§ Required action
Each line of the data below that contains "false" must be copied.

Stored data entries
//! Logging configuration

use tracing_subscriber::{fmt, layer::SubscriberExt, util::SubscriberInitExt, EnvFilter};

use crate::errors::CliError;

/// Log level configuration
#[derive(Debug, Clone, Default, PartialEq, Eq)]
pub enum LogLevel {
    Trace,
    Debug,
    Info,
    #[default]
    Warn,
    Error,
}

impl LogLevel {
    pub fn to_filter_string(&self) -> &'static str {
        match self {
            LogLevel::Trace => "trace",
            LogLevel::Debug => "debug",
            LogLevel::Info => "info",
            LogLevel::Warn => "warn",
            LogLevel::Error => "error",
        }
    }
}

impl std::str::FromStr for LogLevel {
    type Err = String;

    fn from_str(s: &str) -> Result<Self, Self::Err> {
        match s.to_lowercase().as_str() {
            "trace" => Ok(LogLevel::Trace),
            "debug" => Ok(LogLevel::Debug),
            "info" => Ok(LogLevel::Info),
            "warn" | "warning" => Ok(LogLevel::Warn),
            "error" => Ok(LogLevel::Error),
            _ => Err(format!("Invalid log level: {}", s)),
        }
    }
}

impl serde::Serialize for LogLevel {
    fn serialize<S>(&self, serializer: S) -> Result<S::Ok, S::Error>
    where
        S: serde::Serializer,
    {
        serializer.serialize_str(self.to_filter_string())
    }
}

impl<'de> serde::Deserialize<'de> for LogLevel {
    fn deserialize<D>(deserializer: D) -> Result<Self, D::Error>
    where
        D: serde::Deserializer<'de>,
    {
        let s = String::deserialize(deserializer)?;
        s.parse().map_err(serde::de::Error::custom)
    }
}

/// Logging options
#[derive(Debug, Clone, Default)]
pub struct LogOptions {
    /// Log level, used when `RUST_LOG` is not set
    pub log_level: LogLevel,

    /// Enable JSON format
    pub json_format: bool,
}

/// Initialize logging. Diagnostics go to stderr so stdout stays usable.
pub fn init_logging(options: LogOptions) -> Result<(), CliError> {
    let filter = EnvFilter::try_from_default_env()
        .unwrap_or_else(|_| EnvFilter::new(options.log_level.to_filter_string()));

    let subscriber = tracing_subscriber::registry().with(filter);

    if options.json_format {
        subscriber
            .with(fmt::layer().json().with_writer(std::io::stderr))
            .try_init()
            .map_err(|e| CliError::Config(e.to_string()))?;
    } else {
        subscriber
            .with(fmt::layer().with_target(false).with_writer(std::io::stderr))
            .try_init()
            .map_err(|e| CliError::Config(e.to_string()))?;
    }

    Ok(())
}
//! Deploy orchestration
//!
//! One call to [`deploy`] is one attempt: authenticate, resolve the target,
//! publish through either a cloud build or a manifest-diffed upload, then
//! wait for the server to finish processing.

use serde_json::{json, Value};
use tracing::{debug, warn};

use siteship_api_types::{DeployInfo, DeployStatus};

use crate::authn::session::{authenticate, Session};
use crate::deploy::effects::DeployEffects;
use crate::deploy::freshness::{find_build_files, prepare_build};
use crate::deploy::fsm::{DeployEvent, DeployFsm, DeployPhase};
use crate::deploy::github::GitHubLinkValidator;
use crate::deploy::manifest::ManifestUploader;
use crate::deploy::options::{DeployOptions, ForceMode};
use crate::deploy::target::{ExistingTarget, TargetResolver};
use crate::errors::CliError;
use crate::http::api::DeployApi;
use crate::telemetry::record_event;
use crate::workers::poller::{poll_until, PollStep};
use crate::workers::runner::ConcurrencyRunner;

/// Run one deploy attempt
pub async fn deploy(
    options: &DeployOptions,
    effects: &dyn DeployEffects,
) -> Result<DeployInfo, CliError> {
    Deployer::new(effects, options).deploy().await
}

/// Map a polled deploy record onto the completion loop
pub fn completion_step(info: DeployInfo) -> Result<PollStep<DeployInfo>, CliError> {
    match &info.status {
        DeployStatus::Created | DeployStatus::Pending => Ok(PollStep::Continue {
            status: Some(info.status.to_string()),
        }),
        DeployStatus::Uploaded => Ok(PollStep::Done(info)),
        DeployStatus::Failed | DeployStatus::Canceled => Err(CliError::new(format!(
            "Deploy {} {}",
            info.id, info.status
        ))),
        DeployStatus::Unknown(status) => Err(CliError::UnknownStatus(status.clone())),
    }
}

fn force_label(force: Option<ForceMode>) -> Value {
    match force {
        Some(ForceMode::Build) => json!("build"),
        Some(ForceMode::Deploy) => json!("deploy"),
        None => Value::Null,
    }
}

pub struct Deployer<'a> {
    effects: &'a dyn DeployEffects,
    options: &'a DeployOptions,
    fsm: DeployFsm,
}

impl<'a> Deployer<'a> {
    pub fn new(effects: &'a dyn DeployEffects, options: &'a DeployOptions) -> Self {
        Self {
            effects,
            options,
            fsm: DeployFsm::new(),
        }
    }

    pub fn phase(&self) -> DeployPhase {
        self.fsm.phase()
    }

    pub async fn deploy(mut self) -> Result<DeployInfo, CliError> {
        let effects = self.effects;
        let telemetry = effects.telemetry();
        record_event(
            telemetry,
            "start",
            Some(json!({
                "force": force_label(self.options.force),
                "resume": self.options.deploy_id.is_some(),
            })),
        )
        .await;

        match self.run().await {
            Ok(info) => {
                if let Some(url) = &info.url {
                    effects.step(&format!("Deployed app now visible at {}", url));
                }
                record_event(
                    telemetry,
                    "finish",
                    Some(json!({ "deploy_id": info.id, "phase": self.fsm.phase() })),
                )
                .await;
                Ok(info)
            }
            Err(e) => {
                let phase = self.fsm.phase();
                if !self.fsm.is_terminal() {
                    // the run already failed, the FSM only records where
                    let _ = self.fsm.process(DeployEvent::Failed(e.to_string()));
                }
                debug!("Deploy failed during {}: {}", phase, e);
                record_event(
                    telemetry,
                    "error",
                    Some(json!({ "phase": phase, "canceled": e.is_canceled() })),
                )
                .await;
                Err(e)
            }
        }
    }

    fn advance(&mut self, event: DeployEvent) -> Result<(), CliError> {
        let phase = self.fsm.process(event)?;
        debug!("Deploy phase: {}", phase);
        Ok(())
    }

    async fn run(&mut self) -> Result<DeployInfo, CliError> {
        let session = authenticate(self.effects).await?;
        self.advance(DeployEvent::Authenticated)?;
        let api = session.api.as_ref();
        let options = self.options;

        let deploy_id = match &options.deploy_id {
            Some(deploy_id) => {
                self.check_deploy_created(api, deploy_id).await?;
                let files = find_build_files(&options.layout).await?;
                self.upload_and_mark(api, deploy_id, &files).await?;
                deploy_id.clone()
            }
            None => self.start_new_deploy(&session).await?,
        };

        self.advance(DeployEvent::PollingStarted)?;
        let info = self.poll_for_processing_completion(api, &deploy_id).await?;
        self.advance(DeployEvent::Succeeded)?;
        Ok(info)
    }

    async fn start_new_deploy(&mut self, session: &Session) -> Result<String, CliError> {
        let effects = self.effects;
        let options = self.options;
        let api = session.api.as_ref();

        let (target, config) = TargetResolver::new(effects, session, options)
            .resolve_and_persist()
            .await?;
        self.advance(DeployEvent::TargetResolved)?;

        match config.continuous_deployment {
            Some(true) => {
                GitHubLinkValidator::new(effects, api, &options.poll)
                    .validate(&target, &options.working_dir)
                    .await?;
                self.cloud_build(api, &target).await
            }
            Some(false) => {
                prepare_build(effects, &options.layout, options.force).await?;
                let files = find_build_files(&options.layout).await?;
                let deploy_id = self.create_new_deploy(api, &target).await?;
                self.upload_and_mark(api, &deploy_id, &files).await?;
                Ok(deploy_id)
            }
            None => Err(CliError::NonInteractive(format!(
                "choose between local and cloud builds; set continuousDeployment in {}",
                options.layout.deploy_config_file().path().display()
            ))),
        }
    }

    /// Trigger a cloud build and wait for the deploy it creates
    async fn cloud_build(
        &mut self,
        api: &dyn DeployApi,
        target: &ExistingTarget,
    ) -> Result<String, CliError> {
        let effects = self.effects;
        let login = target.workspace.login.as_str();
        let slug = target.project.slug.as_str();

        let previous = api.get_project(login, slug).await?.latest_created_deploy_id;
        api.post_project_build(&target.project.id).await?;
        self.advance(DeployEvent::CloudBuildTriggered)?;
        effects.step("Cloud build requested, waiting for it to start");

        let previous = previous.as_deref();
        poll_until(
            "Cloud build",
            &self.options.poll,
            move || async move {
                let project = api.get_project(login, slug).await?;
                Ok::<_, CliError>(match project.latest_created_deploy_id {
                    Some(id) if Some(id.as_str()) != previous => PollStep::Done(id),
                    _ => PollStep::Continue {
                        status: Some("waiting for build".to_string()),
                    },
                })
            },
            |duration| effects.sleep(duration),
        )
        .await
    }

    async fn create_new_deploy(
        &self,
        api: &dyn DeployApi,
        target: &ExistingTarget,
    ) -> Result<String, CliError> {
        match api
            .post_deploy(&target.project.id, self.options.message.as_deref())
            .await
        {
            Ok(deploy_id) => {
                debug!("Created deploy {}", deploy_id);
                Ok(deploy_id)
            }
            Err(e) if e.status() == Some(404) => Err(CliError::new(format!(
                "Project {} not found.",
                target.display_name()
            ))
            .with_cause(e)),
            Err(e) if e.status() == Some(403) => Err(CliError::new(format!(
                "You don't have permission to deploy to {}.",
                target.display_name()
            ))
            .with_cause(e)),
            Err(e) => Err(e),
        }
    }

    /// Resume mode only continues deploys nothing was uploaded to yet
    async fn check_deploy_created(&self, api: &dyn DeployApi, deploy_id: &str) -> Result<(), CliError> {
        let info = match api.get_deploy(deploy_id).await {
            Ok(info) => info,
            Err(e) if e.is_http() => {
                return Err(CliError::new(format!("Deploy {} not found.", deploy_id)).with_cause(e));
            }
            Err(e) => return Err(e),
        };
        if info.status != DeployStatus::Created {
            return Err(CliError::new(format!(
                "Deploy {} has an unexpected status: {}",
                deploy_id, info.status
            )));
        }
        Ok(())
    }

    async fn upload_and_mark(
        &mut self,
        api: &dyn DeployApi,
        deploy_id: &str,
        files: &[String],
    ) -> Result<(), CliError> {
        let runner = ConcurrencyRunner::new(self.options.max_concurrency);
        ManifestUploader::new(self.effects, api, runner)
            .upload(deploy_id, &self.options.layout.output, files)
            .await?;
        self.advance(DeployEvent::FilesUploaded)?;

        self.mark_deploy_uploaded(api, deploy_id).await?;
        self.advance(DeployEvent::MarkedUploaded)?;
        Ok(())
    }

    async fn mark_deploy_uploaded(&self, api: &dyn DeployApi, deploy_id: &str) -> Result<(), CliError> {
        let file = self.options.layout.build_manifest_file();
        let (build_manifest, status) = match file.read_json::<Value>().await {
            Ok(manifest) => (Some(manifest), "found"),
            Err(e) if e.is_missing_file() => (None, "missing"),
            Err(e) => {
                warn!("Unable to read build manifest {}: {}", file.path().display(), e);
                (None, "error")
            }
        };
        record_event(
            self.effects.telemetry(),
            "build_manifest",
            Some(json!({ "status": status })),
        )
        .await;

        api.post_deploy_uploaded(deploy_id, build_manifest.as_ref())
            .await?;
        Ok(())
    }

    async fn poll_for_processing_completion(
        &self,
        api: &dyn DeployApi,
        deploy_id: &str,
    ) -> Result<DeployInfo, CliError> {
        let effects = self.effects;
        effects.step("Waiting for the deploy to be processed");
        poll_until(
            "Deploy processing",
            &self.options.poll,
            move || async move { completion_step(api.get_deploy(deploy_id).await?) },
            |duration| effects.sleep(duration),
        )
        .await
    }
}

§ Reply to the exercise
            .with(fmt::layer().with_target(false).with_writer(std::io::stderr))
            Some(false) => {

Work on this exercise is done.